(Source data)
+-------+
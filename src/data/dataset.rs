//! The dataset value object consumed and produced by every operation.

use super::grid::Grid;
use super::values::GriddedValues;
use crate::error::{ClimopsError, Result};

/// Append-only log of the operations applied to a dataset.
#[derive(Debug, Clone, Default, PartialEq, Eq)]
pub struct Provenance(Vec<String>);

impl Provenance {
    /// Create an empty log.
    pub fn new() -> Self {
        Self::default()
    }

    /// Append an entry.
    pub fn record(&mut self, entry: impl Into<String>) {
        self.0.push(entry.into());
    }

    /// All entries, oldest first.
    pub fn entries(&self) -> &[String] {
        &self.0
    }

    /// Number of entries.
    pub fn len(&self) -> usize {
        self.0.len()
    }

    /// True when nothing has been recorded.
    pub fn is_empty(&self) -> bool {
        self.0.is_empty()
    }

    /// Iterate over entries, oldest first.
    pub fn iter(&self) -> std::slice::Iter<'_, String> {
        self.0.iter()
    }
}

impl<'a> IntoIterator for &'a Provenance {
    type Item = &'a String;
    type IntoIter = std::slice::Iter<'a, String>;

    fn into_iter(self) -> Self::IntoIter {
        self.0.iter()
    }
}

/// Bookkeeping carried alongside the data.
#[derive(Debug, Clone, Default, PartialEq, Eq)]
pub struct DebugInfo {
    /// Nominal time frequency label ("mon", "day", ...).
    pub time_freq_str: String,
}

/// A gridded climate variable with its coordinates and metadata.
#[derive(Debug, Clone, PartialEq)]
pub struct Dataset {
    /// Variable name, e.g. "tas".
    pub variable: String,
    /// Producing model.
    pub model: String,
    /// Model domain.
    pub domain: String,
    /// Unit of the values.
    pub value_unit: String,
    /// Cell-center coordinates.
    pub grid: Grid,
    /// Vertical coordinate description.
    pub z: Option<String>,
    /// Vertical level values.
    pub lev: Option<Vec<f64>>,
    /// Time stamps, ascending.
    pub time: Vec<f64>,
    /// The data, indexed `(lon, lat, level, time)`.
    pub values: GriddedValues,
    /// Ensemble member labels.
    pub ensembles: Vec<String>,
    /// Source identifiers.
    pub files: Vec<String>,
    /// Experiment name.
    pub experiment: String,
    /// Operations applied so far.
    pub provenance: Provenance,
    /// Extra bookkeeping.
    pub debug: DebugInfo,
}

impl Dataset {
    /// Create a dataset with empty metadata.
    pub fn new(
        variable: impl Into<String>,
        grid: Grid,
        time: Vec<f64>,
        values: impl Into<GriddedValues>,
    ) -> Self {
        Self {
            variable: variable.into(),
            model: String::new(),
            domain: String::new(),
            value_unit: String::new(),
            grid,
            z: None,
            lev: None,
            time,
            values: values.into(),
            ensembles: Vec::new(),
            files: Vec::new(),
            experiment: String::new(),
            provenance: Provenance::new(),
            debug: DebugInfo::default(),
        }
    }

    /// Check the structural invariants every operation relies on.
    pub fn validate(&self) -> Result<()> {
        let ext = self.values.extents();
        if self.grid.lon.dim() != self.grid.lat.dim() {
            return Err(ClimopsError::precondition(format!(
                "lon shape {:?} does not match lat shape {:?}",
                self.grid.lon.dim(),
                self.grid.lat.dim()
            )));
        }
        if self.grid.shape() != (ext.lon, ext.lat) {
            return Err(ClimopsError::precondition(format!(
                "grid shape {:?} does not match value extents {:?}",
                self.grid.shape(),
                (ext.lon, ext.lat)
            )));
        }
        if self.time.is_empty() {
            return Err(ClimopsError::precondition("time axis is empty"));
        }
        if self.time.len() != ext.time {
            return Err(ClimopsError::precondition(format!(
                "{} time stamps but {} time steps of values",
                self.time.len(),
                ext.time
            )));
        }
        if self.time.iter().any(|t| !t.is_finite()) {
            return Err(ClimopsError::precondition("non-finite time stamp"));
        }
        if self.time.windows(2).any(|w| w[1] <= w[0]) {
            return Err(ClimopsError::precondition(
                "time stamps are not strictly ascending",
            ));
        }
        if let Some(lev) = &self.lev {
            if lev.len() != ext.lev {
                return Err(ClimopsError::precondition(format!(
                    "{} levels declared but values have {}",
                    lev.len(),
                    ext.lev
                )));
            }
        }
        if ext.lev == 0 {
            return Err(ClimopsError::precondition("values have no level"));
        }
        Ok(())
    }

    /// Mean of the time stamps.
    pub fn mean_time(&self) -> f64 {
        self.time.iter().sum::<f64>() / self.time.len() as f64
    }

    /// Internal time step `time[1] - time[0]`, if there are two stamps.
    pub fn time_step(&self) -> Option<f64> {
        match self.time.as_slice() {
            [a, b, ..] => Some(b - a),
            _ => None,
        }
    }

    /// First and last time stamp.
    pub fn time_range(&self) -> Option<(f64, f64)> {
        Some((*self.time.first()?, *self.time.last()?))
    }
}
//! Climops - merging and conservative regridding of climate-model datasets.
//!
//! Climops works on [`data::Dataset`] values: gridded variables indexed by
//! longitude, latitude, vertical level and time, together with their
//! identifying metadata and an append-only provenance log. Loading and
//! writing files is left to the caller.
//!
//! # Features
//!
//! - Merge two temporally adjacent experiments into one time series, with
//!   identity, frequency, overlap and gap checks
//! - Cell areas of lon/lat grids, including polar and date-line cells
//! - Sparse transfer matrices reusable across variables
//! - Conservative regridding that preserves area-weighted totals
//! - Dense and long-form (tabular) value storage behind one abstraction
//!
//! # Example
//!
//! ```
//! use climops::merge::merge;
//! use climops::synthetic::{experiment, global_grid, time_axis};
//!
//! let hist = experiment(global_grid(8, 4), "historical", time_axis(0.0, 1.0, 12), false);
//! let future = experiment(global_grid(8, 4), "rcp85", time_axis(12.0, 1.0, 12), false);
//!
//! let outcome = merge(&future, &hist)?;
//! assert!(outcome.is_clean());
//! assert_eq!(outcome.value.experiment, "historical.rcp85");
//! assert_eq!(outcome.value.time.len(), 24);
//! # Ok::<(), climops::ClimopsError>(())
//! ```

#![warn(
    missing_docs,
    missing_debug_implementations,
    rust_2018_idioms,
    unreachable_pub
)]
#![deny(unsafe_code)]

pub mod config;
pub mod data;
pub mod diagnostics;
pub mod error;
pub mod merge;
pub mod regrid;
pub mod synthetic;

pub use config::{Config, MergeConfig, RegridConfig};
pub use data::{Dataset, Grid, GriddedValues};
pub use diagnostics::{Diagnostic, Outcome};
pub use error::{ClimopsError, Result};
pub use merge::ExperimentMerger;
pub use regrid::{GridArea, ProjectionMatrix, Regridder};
+-------+
Work item
Could you set down, word for word, only the lines above from the line with "if ext.lev == 0" to the line with "and gap checks", including both?

Answer section
        if ext.lev == 0 {
            return Err(ClimopsError::precondition("values have no level"));
        }
        Ok(())
    }

    /// Mean of the time stamps.
    pub fn mean_time(&self) -> f64 {
        self.time.iter().sum::<f64>() / self.time.len() as f64
    }

    /// Internal time step `time[1] - time[0]`, if there are two stamps.
    pub fn time_step(&self) -> Option<f64> {
        match self.time.as_slice() {
            [a, b, ..] => Some(b - a),
            _ => None,
        }
    }

    /// First and last time stamp.
    pub fn time_range(&self) -> Option<(f64, f64)> {
        Some((*self.time.first()?, *self.time.last()?))
    }
}
//! Climops - merging and conservative regridding of climate-model datasets.
//!
//! Climops works on [`data::Dataset`] values: gridded variables indexed by
//! longitude, latitude, vertical level and time, together with their
//! identifying metadata and an append-only provenance log. Loading and
//! writing files is left to the caller.
//!
//! # Features
//!
//! - Merge two temporally adjacent experiments into one time series, with
//!   identity, frequency, overlap and gap checks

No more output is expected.